%%

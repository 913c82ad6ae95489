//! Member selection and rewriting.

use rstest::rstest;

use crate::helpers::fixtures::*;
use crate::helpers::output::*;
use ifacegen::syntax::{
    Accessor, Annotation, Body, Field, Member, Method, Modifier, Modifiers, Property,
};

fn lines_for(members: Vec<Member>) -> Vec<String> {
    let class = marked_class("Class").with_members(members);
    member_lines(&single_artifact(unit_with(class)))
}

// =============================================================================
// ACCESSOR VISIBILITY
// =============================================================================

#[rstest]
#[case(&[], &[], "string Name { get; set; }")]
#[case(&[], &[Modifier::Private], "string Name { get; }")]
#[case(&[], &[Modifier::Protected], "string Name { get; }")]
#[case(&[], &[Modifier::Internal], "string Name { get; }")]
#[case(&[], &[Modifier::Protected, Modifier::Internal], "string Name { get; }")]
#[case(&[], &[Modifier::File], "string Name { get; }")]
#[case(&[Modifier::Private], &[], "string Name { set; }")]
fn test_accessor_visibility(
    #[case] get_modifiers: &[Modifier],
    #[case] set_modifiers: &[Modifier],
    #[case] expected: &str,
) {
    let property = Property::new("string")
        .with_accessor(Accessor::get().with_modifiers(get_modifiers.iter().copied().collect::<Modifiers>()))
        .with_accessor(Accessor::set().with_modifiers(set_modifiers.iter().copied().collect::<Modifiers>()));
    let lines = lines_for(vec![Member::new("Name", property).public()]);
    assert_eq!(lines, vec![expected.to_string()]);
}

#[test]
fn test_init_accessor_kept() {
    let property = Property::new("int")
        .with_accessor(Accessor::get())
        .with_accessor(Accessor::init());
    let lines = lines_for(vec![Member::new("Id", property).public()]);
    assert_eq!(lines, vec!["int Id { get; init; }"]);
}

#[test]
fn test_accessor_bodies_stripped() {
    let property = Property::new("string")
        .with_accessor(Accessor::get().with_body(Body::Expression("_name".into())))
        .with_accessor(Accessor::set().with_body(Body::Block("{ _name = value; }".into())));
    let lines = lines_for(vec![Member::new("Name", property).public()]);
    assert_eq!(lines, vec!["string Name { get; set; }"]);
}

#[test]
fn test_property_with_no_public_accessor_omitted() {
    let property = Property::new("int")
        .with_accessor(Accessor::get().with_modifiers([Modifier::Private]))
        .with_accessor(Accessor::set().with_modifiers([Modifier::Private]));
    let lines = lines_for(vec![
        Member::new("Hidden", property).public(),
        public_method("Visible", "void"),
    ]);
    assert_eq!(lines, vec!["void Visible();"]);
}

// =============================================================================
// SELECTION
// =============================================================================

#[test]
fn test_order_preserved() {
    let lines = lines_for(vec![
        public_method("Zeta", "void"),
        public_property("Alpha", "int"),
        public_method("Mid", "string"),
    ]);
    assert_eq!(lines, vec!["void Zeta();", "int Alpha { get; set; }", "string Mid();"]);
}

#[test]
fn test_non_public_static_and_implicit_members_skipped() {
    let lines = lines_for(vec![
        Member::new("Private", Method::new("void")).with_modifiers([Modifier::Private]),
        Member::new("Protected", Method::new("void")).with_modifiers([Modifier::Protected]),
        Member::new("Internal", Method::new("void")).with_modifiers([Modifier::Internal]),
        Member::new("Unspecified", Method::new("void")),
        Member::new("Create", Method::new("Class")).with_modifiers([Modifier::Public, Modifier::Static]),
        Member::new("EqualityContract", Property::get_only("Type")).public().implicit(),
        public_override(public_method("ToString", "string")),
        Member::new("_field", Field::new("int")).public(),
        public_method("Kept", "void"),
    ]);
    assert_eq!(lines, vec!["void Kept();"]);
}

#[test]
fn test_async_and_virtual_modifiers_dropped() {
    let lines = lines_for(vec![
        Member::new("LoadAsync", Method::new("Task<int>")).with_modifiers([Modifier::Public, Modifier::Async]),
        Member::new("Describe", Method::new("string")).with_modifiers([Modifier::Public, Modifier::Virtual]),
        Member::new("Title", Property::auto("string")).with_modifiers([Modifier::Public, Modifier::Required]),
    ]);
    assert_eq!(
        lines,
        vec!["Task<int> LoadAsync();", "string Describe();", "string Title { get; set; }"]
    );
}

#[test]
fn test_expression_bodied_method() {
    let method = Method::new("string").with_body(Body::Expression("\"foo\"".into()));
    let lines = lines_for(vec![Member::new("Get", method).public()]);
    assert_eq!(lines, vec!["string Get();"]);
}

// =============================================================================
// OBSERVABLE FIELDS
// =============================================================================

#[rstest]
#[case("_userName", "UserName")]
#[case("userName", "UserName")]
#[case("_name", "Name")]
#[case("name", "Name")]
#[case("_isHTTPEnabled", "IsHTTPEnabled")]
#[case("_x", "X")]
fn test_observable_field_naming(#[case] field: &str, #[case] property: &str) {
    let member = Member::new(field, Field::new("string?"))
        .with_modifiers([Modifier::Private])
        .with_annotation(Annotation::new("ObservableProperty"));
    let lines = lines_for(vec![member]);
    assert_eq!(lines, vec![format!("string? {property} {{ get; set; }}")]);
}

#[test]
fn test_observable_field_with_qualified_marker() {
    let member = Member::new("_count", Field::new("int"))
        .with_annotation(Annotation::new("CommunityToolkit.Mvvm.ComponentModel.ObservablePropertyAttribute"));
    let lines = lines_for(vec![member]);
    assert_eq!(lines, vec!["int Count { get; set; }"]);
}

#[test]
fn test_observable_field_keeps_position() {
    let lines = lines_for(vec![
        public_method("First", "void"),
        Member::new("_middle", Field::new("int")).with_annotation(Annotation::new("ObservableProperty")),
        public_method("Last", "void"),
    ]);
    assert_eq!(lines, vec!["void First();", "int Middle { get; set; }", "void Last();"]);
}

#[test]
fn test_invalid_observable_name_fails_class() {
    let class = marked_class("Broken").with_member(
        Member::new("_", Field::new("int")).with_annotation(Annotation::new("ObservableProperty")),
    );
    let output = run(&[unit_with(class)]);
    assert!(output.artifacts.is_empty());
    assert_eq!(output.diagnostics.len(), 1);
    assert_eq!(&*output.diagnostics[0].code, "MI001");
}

%%
%%

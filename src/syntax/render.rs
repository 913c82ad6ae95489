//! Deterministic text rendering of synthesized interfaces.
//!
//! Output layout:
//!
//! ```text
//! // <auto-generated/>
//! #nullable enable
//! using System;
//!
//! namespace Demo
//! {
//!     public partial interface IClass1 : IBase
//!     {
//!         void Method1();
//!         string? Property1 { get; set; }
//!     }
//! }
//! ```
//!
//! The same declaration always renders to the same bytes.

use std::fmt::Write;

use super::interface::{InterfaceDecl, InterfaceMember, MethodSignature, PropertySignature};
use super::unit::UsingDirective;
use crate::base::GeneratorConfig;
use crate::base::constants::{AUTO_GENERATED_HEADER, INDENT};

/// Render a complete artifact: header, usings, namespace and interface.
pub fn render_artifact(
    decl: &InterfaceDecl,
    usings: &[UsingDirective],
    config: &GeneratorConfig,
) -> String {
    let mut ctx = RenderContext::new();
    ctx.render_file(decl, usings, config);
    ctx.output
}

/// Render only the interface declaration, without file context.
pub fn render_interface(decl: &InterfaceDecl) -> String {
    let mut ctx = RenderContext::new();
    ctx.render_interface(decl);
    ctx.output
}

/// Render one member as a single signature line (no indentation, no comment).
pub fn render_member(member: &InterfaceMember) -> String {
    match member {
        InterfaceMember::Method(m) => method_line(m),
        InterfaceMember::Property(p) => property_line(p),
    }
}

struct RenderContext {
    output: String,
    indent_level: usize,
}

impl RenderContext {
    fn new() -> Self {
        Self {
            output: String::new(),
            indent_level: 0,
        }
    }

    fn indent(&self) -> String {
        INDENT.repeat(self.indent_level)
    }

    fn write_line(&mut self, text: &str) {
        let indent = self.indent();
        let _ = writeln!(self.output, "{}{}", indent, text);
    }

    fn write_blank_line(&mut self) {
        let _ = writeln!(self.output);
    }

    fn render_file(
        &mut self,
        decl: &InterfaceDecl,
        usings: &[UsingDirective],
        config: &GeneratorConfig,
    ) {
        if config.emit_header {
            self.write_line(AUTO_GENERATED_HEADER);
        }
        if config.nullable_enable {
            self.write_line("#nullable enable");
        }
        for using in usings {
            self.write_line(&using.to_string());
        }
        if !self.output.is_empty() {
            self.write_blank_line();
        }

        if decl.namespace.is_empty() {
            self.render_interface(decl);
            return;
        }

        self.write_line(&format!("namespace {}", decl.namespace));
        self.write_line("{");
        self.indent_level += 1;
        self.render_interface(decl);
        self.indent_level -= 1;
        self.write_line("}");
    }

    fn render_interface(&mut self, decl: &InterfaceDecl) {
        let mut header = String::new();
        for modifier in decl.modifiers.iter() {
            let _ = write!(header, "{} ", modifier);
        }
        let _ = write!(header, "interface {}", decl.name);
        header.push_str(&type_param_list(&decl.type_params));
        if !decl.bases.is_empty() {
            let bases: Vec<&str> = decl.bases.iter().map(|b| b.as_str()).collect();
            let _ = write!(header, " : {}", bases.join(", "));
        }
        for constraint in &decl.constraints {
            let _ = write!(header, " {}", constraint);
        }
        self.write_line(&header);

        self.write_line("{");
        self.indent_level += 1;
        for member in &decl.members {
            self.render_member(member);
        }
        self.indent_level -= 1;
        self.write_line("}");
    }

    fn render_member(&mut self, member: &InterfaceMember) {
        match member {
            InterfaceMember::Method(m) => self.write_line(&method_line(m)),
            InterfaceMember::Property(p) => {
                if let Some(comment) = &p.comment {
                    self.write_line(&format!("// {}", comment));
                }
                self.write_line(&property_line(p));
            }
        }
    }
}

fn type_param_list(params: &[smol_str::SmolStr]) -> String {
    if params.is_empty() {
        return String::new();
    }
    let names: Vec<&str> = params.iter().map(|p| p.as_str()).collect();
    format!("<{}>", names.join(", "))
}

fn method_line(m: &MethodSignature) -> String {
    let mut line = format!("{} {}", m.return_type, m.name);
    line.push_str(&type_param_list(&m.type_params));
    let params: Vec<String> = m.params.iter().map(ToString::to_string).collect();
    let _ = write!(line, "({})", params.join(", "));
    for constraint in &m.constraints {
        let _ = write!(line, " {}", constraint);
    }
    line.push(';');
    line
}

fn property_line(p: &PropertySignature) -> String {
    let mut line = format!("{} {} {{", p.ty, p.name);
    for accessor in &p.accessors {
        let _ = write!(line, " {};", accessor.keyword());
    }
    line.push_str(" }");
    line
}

%%

Instructions to follow → A single number is the whole answer: report how many lines in the data above include the word "comment".

Your response → 3